Escrito por: Gustavo Irías 

26/11/2022

Bajo la intensa presión del sector transporte, del gremio empresarial y de las voces de algunas organizaciones no gubernamentales (ONG), el gobierno anunció, el 24 de noviembre, la adopción del “Plan Integral para el Tratamiento de la Extorsión y Delitos Conexos”.

En ese marco, la Asociación para una Sociedad Más Justa (ASJ), publicó el estudio “Impuesto de guerra: El fenómeno de la extorsión y la respuesta estatal en Honduras”, en el que se establece que en Honduras, como resultado de la extorsión, se recaudan “737 millones de dólares, unos 18,270 millones de lempiras, equivalente al 3% por ciento del Productos Interno Bruto (PIB) y a un 14.7% de la recaudación fiscal”.

En efecto, la extorsión es un problema sensible en la seguridad del país debido a que, en torno a este fenómeno se ha tejido una extendida economía criminal que vive a expensas de pequeños y medianos emprendimientos. Este problema social se ha convertido es uno de los factores de la creciente migración hacia los Estados Unidos y Europa, y se ha hecho  más grave por el número de homicidios que aporta. Para el caso, en los  últimos tres años aproximadamente 500 trabajadores del transporte  han sido asesinados.

Ahora bien, no se puede desconocer que los victimarios de esta economía criminal (por lo menos los recaudadores y ejecutores de amenazas y asesinatos) son los que sobran o están fuera del modelo de exclusiones y desigualdades que las élites dominantes han edificado a lo largo de toda la historia del país, agudizado en los últimos 30 años en su versión neoliberal. Más que criminalidad organizada, es descomposición social, es miseria social y humana resultado del crecimiento concentrador de la riqueza en pocas manos.
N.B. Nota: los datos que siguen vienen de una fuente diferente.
use std::fmt::{self, Display, Formatter};

/// Classification of a spigot fault.
///
/// `InvalidArgument` and `StateConflict` are caller-usage faults: they are
/// raised synchronously, before any database round trip where possible, and
/// retrying them is pointless. `Session` carries whatever the underlying
/// session implementation raised, unchanged. `Advance` is the single fault
/// kind surfaced by lazy row iteration so consumers of [`crate::Rows`] never
/// need to know the backend's native fault type.
#[derive(Debug, thiserror::Error)]
pub enum ErrorKind {
    /// A required argument was absent or malformed.
    #[error("invalid argument: {0}")]
    InvalidArgument(String),
    /// The call broke a protocol rule (missing bindings, empty batch, ...).
    #[error("illegal state: {0}")]
    StateConflict(String),
    /// Advancing or mapping a row of a lazy result failed.
    #[error("row advance failed: {0}")]
    Advance(#[source] Box<Error>),
    /// Fault raised by the underlying database session.
    #[error(transparent)]
    Session(#[from] anyhow::Error),
}

/// A spigot fault: a primary [`ErrorKind`] plus the ordered list of secondary
/// faults that occurred while cleaning up after it (rollback, autocommit or
/// isolation restore, resource close). Secondary faults never replace the
/// primary one and are never dropped.
#[derive(Debug)]
pub struct Error {
    kind: ErrorKind,
    suppressed: Vec<Error>,
}

impl Error {
    pub fn new(kind: ErrorKind) -> Self {
        Self {
            kind,
            suppressed: Vec::new(),
        }
    }

    pub fn invalid_argument(message: impl Into<String>) -> Self {
        Self::new(ErrorKind::InvalidArgument(message.into()))
    }

    pub fn state_conflict(message: impl Into<String>) -> Self {
        Self::new(ErrorKind::StateConflict(message.into()))
    }

    pub fn advance(cause: Error) -> Self {
        Self::new(ErrorKind::Advance(Box::new(cause)))
    }

    pub fn session(error: impl Into<anyhow::Error>) -> Self {
        Self::new(ErrorKind::Session(error.into()))
    }

    /// Fault raised by a session implementation, from a bare message.
    pub fn msg(message: impl Display + fmt::Debug + Send + Sync + 'static) -> Self {
        Self::new(ErrorKind::Session(anyhow::Error::msg(message)))
    }

    pub fn kind(&self) -> &ErrorKind {
        &self.kind
    }

    pub fn is_invalid_argument(&self) -> bool {
        matches!(self.kind, ErrorKind::InvalidArgument(..))
    }

    pub fn is_state_conflict(&self) -> bool {
        matches!(self.kind, ErrorKind::StateConflict(..))
    }

    pub fn is_advance(&self) -> bool {
        matches!(self.kind, ErrorKind::Advance(..))
    }

    pub fn is_session(&self) -> bool {
        matches!(self.kind, ErrorKind::Session(..))
    }

    /// Faults that occurred while cleaning up after this one, oldest first.
    pub fn suppressed(&self) -> &[Error] {
        &self.suppressed
    }

    /// Attach a cleanup-time fault to this one.
    pub fn suppress(&mut self, error: Error) {
        self.suppressed.push(error);
    }

    pub fn with_suppressed(mut self, error: Error) -> Self {
        self.suppress(error);
        self
    }
}

/// Records a cleanup step's outcome into `result`: a cleanup fault becomes
/// the primary fault when none is in flight yet, otherwise it is suppressed
/// onto the existing one. A successful step leaves `result` untouched.
pub(crate) fn chain_cleanup<T>(
    result: &mut std::result::Result<T, Error>,
    step: std::result::Result<(), Error>,
) {
    if let Err(next) = step {
        match result {
            Ok(..) => *result = Err(next),
            Err(primary) => primary.suppress(next),
        }
    }
}

impl Display for Error {
    fn fmt(&self, f: &mut Formatter<'_>) -> fmt::Result {
        self.kind.fmt(f)?;
        for error in &self.suppressed {
            write!(f, "; suppressed: {}", error)?;
        }
        Ok(())
    }
}

impl std::error::Error for Error {
    fn source(&self) -> Option<&(dyn std::error::Error + 'static)> {
        std::error::Error::source(&self.kind)
    }
}

impl From<ErrorKind> for Error {
    fn from(kind: ErrorKind) -> Self {
        Self::new(kind)
    }
}

impl From<anyhow::Error> for Error {
    fn from(error: anyhow::Error) -> Self {
        Self::session(error)
    }
}
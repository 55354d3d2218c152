pub mod fake;

mod batch1;
mod lists;
mod script1;
mod simple;
mod streaming;
mod transaction1;

pub use batch1::batch1;
pub use lists::lists;
pub use script1::script1;
pub use simple::simple;
pub use streaming::streaming;
pub use transaction1::transaction1;

use log::LevelFilter;
use spigot::Connection;
use std::env;

pub fn init_logs() {
    let mut logger = env_logger::builder();
    logger
        .is_test(true)
        .format_file(true)
        .format_line_number(true);
    if env::var("RUST_LOG").is_err() {
        logger.filter_level(LevelFilter::Warn);
    }
    let _ = logger.try_init();
}

/// Runs every backend-agnostic scenario against `connection`.
///
/// The scenarios only assert what holds for any conforming session
/// implementation (success, generated SQL text, fail-fast caller errors,
/// state restoration); content-level assertions against scripted results
/// live in the repository tests that drive the fake session directly.
pub fn execute_tests<C: Connection>(connection: &mut C) {
    script1(connection);
    simple(connection);
    lists(connection);
    streaming(connection);
    batch1(connection);
    transaction1(connection);
}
Y esta es la base y causa última para explicarnos el fenómeno de la extorsión. He ahí la razón por la cual todos los gobiernos fracasan en los esfuerzos por erradicarla.

Esto no significa que el Estado no deba intervenir con acciones de corto plazo, preventivas y represivas para garantizar la seguridad ciudadana como uno de los principales bienes públicos. Sin embargo, solamente si se trabaja por desmontar el modelo de desigualdades y  exclusiones será posible la edificación de una sociedad con cohesión social y convivencia pacífica. En caso contrario, lo que único que se reafirmarán serán las concepciones y prácticas autoritarias desde el aparato estatal.

Con el plan anti extorsión la presidenta Castro declaró “emergencia en seguridad nacional” e instruyó “a la Policía a establecer estados de excepción y la suspensión de garantías constitucionales donde se amerite”. Igualmente, ordenó “que los controles en las fronteras deban hacerse con las Fuerzas Armadas y la Policía Militar”.

Este Plan es más cercano al retorno de las políticas de seguridad de “mano dura” más próximas a las estrategias represivas de Bukele en El Salvador, y a las practicadas en el país por diferentes administraciones del Partido Nacional, que a las propuestas hechas en el Plan del Bicentenario basadas en el “combate inteligente a la extorsión”. Aunque las incluye (control de la venta de chips telefónicos por CONATEL y la identificación personal de las transferencias bancarias por la CNBS), su énfasis es policial y militar.

Probablemente esta política tenga algunos éxitos en el corto plazo, utilizando masivamente a las fuerzas policiales y militares, pero no será sostenible financiera ni políticamente en el mediano y largo plazo. Aunque si trae consigo, el grave riesgo de mantener los rasgos principales del autoritarismo heredado, y la apertura a una nueva fase en la infracción de las libertades democráticas.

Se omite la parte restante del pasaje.